Des hommes et des dieux

Affiche Des hommes et des dieux
Réalisé par Xavier Beauvois
Pays de production France
Année 2010
Durée
Genre Drame
Distributeur Mars Distribution
Acteurs Michael Lonsdale (I), Philippe Laudenbach, Lambert Wilson, Jacques Herlin, Olivier Rabourdin
Age légal 10 ans
Age suggéré 16 ans
N° cinéfeuilles 615
Bande annonce (Allociné)

Critique

Le titre se réfère à un verset de psaume cité en exergue du film et met ainsi en perspective la destinée de moines cisterciens d’un monastère situé à Tibhirine dans l’Atlas, des religieux coexistant harmonieusement et sans volonté d’évangélisation avec la population algérienne. Ils vivent au rythme des offices (le plus matinal précède l’appel à la prière musulmane), cultivent leur terre, vendent le miel de leurs abeilles et, grâce à un médecin, Frère... Luc, soignent les malades.

Un jour, des ouvriers croates sont égorgés par des terroristes islamistes, et les autorités pressent la communauté de s’éloigner de la menace. Les frères sont d’abord partagés: certains disent ne pas être venus en Algérie pour se faire tuer (mais, déclare le prieur, «ta vie, tu l’as déjà donnée... au Christ». Mais, au bout du compte, la communauté unanime décide de rester («le bon berger n’abandonne pas son troupeau quand le loup arrive»). L’histoire, on le sait, a fini par la prise en otage et l’assassinat de sept moines en 1996, l’identité des auteurs et les circonstances exactes des événements étant à ce jour encore inconnues.

Sans pathos ni parti pris, Xavier Beauvois montre avec un soin documentaire le quotidien des religieux, interprétés par une belle brochette d’acteurs que domine Michael Lonsdale (sa foi personnelle n’y est probablement pas étrangère). Le tact et la mesure n’empêchent pas des scènes bouleversantes, portées par de gros plans sur des visages expressifs, et on n’est pas près d’oublier l’avant-dernière (s)cène. Espérons que le Grand Prix contribuera au succès public d’une œuvre forte et courageuse.

Daniel Grivel

Prix du Jury œcuménique, qui a motivé comme suit son choix: «D’une grande beauté plastique, servi par une interprétation collective remarquable et rythmé par l’alternance des travaux et de la liturgie, ce film dépeint le sacrifice des moines de Tibhirine (Algérie 1996), choisissant de poursuivre leur œuvre de paix malgré la violence déchaînée. La profonde humanité des moines, leur respect pour l’islam et leur générosité pour leurs voisins villageois motivent notre choix.»

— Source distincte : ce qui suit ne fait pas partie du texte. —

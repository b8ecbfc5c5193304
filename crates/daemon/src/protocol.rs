// SPDX-License-Identifier: BUSL-1.1
// Copyright (c) 2026 Alfred Jean LLC

//! Wire message envelopes for the duplex/named/monitor socket surface
//! (§6.2). A closed set of decoded variants — anything else is rejected as
//! an error frame at the boundary rather than silently ignored, the same
//! posture the Event Bus's own decoders take (§7).

use jobmux_core::JobSubmission;
use serde::Deserialize;
use serde_json::Value;

#[derive(Debug, Clone, Deserialize)]
struct Envelope {
    #[serde(rename = "type")]
    kind: String,
    #[serde(default)]
    id: Option<String>,
}

#[derive(Debug, Clone, Default, Deserialize)]
struct JobIdPayload {
    job_id: String,
}

#[derive(Debug, Clone)]
pub enum ClientMessage {
    SubmitJob {
        message_id: Option<String>,
        submission: JobSubmission,
    },
    SubscribeProgress {
        message_id: Option<String>,
        job_id: String,
    },
    UnsubscribeProgress {
        message_id: Option<String>,
        job_id: String,
    },
    GetJobStatus {
        message_id: Option<String>,
        job_id: String,
    },
    CancelJob {
        message_id: Option<String>,
        job_id: String,
    },
}

/// Decodes one text frame from a duplex/named client connection. `raw` is
/// parsed twice: once for the envelope (`type`/`id`), once as a `Value` so
/// the per-type payload can be re-parsed without consuming the original
/// string.
pub fn decode_client_message(raw: &str) -> Result<ClientMessage, String> {
    let envelope: Envelope = serde_json::from_str(raw).map_err(|e| e.to_string())?;
    let value: Value = serde_json::from_str(raw).map_err(|e| e.to_string())?;
    match envelope.kind.as_str() {
        "submit_job" => {
            let submission: JobSubmission = serde_json::from_value(value).map_err(|e| e.to_string())?;
            Ok(ClientMessage::SubmitJob {
                message_id: envelope.id,
                submission,
            })
        }
        "subscribe_progress" => {
            let payload: JobIdPayload = serde_json::from_value(value).map_err(|e| e.to_string())?;
            Ok(ClientMessage::SubscribeProgress {
                message_id: envelope.id,
                job_id: payload.job_id,
            })
        }
        "unsubscribe_progress" => {
            let payload: JobIdPayload = serde_json::from_value(value).map_err(|e| e.to_string())?;
            Ok(ClientMessage::UnsubscribeProgress {
                message_id: envelope.id,
                job_id: payload.job_id,
            })
        }
        "get_job_status" => {
            let payload: JobIdPayload = serde_json::from_value(value).map_err(|e| e.to_string())?;
            Ok(ClientMessage::GetJobStatus {
                message_id: envelope.id,
                job_id: payload.job_id,
            })
        }
        "cancel_job" => {
            let payload: JobIdPayload = serde_json::from_value(value).map_err(|e| e.to_string())?;
            Ok(ClientMessage::CancelJob {
                message_id: envelope.id,
                job_id: payload.job_id,
            })
        }
        other => Err(format!("unrecognized message type: {other}")),
    }
}

#[derive(Debug, Clone)]
pub enum MonitorMessage {
    Connect { request_full_state: bool },
    Subscribe { topics: Vec<String> },
    Heartbeat,
}

#[derive(Debug, Clone, Default, Deserialize)]
struct MonitorConnectPayload {
    #[serde(default)]
    request_full_state: bool,
}

#[derive(Debug, Clone, Default, Deserialize)]
struct SubscribePayload {
    #[serde(default)]
    topics: Vec<String>,
}

pub fn decode_monitor_message(raw: &str) -> Result<MonitorMessage, String> {
    let envelope: Envelope = serde_json::from_str(raw).map_err(|e| e.to_string())?;
    let value: Value = serde_json::from_str(raw).map_err(|e| e.to_string())?;
    match envelope.kind.as_str() {
        "monitor_connect" => {
            let payload: MonitorConnectPayload = serde_json::from_value(value).unwrap_or_default();
            Ok(MonitorMessage::Connect {
                request_full_state: payload.request_full_state,
            })
        }
        "subscribe" => {
            let payload: SubscribePayload = serde_json::from_value(value).map_err(|e| e.to_string())?;
            Ok(MonitorMessage::Subscribe { topics: payload.topics })
        }
        "heartbeat" => Ok(MonitorMessage::Heartbeat),
        other => Err(format!("unrecognized message type: {other}")),
    }
}

/// Builds a `{type, ..., message_id?, timestamp}` acknowledgment frame.
pub fn ack_frame(kind: &str, job_id: &str, message_id: Option<&str>, now_ms: i64) -> String {
    frame_with_id(
        serde_json::json!({"type": kind, "job_id": job_id, "timestamp": now_ms}),
        message_id,
    )
}

/// Builds the `{type:"error", message_id?, error, timestamp}` envelope.
pub fn error_frame(message_id: Option<&str>, error: &str, now_ms: i64) -> String {
    frame_with_id(serde_json::json!({"type": "error", "error": error, "timestamp": now_ms}), message_id)
}

fn frame_with_id(mut obj: Value, message_id: Option<&str>) -> String {
    if let Some(id) = message_id {
        obj["message_id"] = Value::String(id.to_string());
    }
    obj.to_string()
}

#[cfg(test)]
mod tests {
    use super::*;

    #[test]
    fn decodes_submit_job_with_nested_submission_fields() {
        let raw = r#"{"type":"submit_job","id":"m-1","service_required":"render","priority":75}"#;
        match decode_client_message(raw).unwrap() {
            ClientMessage::SubmitJob { message_id, submission } => {
                assert_eq!(message_id.as_deref(), Some("m-1"));
                assert_eq!(submission.service_required.as_deref(), Some("render"));
                assert_eq!(submission.priority, Some(75));
            }
            other => panic!("unexpected message: {other:?}"),
        }
    }

    #[test]
    fn decodes_subscribe_progress() {
        let raw = r#"{"type":"subscribe_progress","job_id":"job-1"}"#;
        match decode_client_message(raw).unwrap() {
            ClientMessage::SubscribeProgress { job_id, .. } => assert_eq!(job_id, "job-1"),
            other => panic!("unexpected message: {other:?}"),
        }
    }

    #[test]
    fn unrecognized_client_message_type_is_rejected() {
        assert!(decode_client_message(r#"{"type":"mystery"}"#).is_err());
    }

    #[test]
    fn monitor_connect_defaults_request_full_state_to_false() {
        match decode_monitor_message(r#"{"type":"monitor_connect"}"#).unwrap() {
            MonitorMessage::Connect { request_full_state } => assert!(!request_full_state),
            other => panic!("unexpected message: {other:?}"),
        }
    }

    #[test]
    fn monitor_subscribe_carries_topics() {
        match decode_monitor_message(r#"{"type":"subscribe","topics":["jobs","workers"]}"#).unwrap() {
            MonitorMessage::Subscribe { topics } => assert_eq!(topics, vec!["jobs", "workers"]),
            other => panic!("unexpected message: {other:?}"),
        }
    }

    #[test]
    fn error_frame_echoes_message_id_when_present() {
        let frame = error_frame(Some("req-1"), "bad", 0);
        let value: Value = serde_json::from_str(&frame).unwrap();
        assert_eq!(value["message_id"], "req-1");
        assert_eq!(value["error"], "bad");
    }
}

La destinée tragique des moines cisterciens du monastère de Tibhirine, en Kabylie. Xavier Beauvois revient, avec un soin documentaire, sur les événements de mai 1996, sur le destin et le courage de ces hommes. Un film fort, une interprétation remarquable. Grand Prix du Festival de Cannes 2010 et Prix du Jury œcuménique.

L’assassinat en 1996 de sept moines du monastère cistercien de Notre-Dame-de-l’Atlas, dernier poste habité après le village de Tibhirine en Kabylie, dans un paysage de montagnes et de vallons, a horrifié le monde et lui a révélé la terrible guerre civile qui ensanglantait l’Algérie. Le mystère de leur massacre - on n’a retrouvé que leurs têtes - n’a jamais été éclairci. D’abord attribué au Groupe islamiste armé (GIA), l’enlèvement et la décapitation des sept moines trappistes furent mis plus tard sur le compte d’une bavure de l’armée algérienne qui l’aurait ensuite exploitée pour justifier la répression qui suivit.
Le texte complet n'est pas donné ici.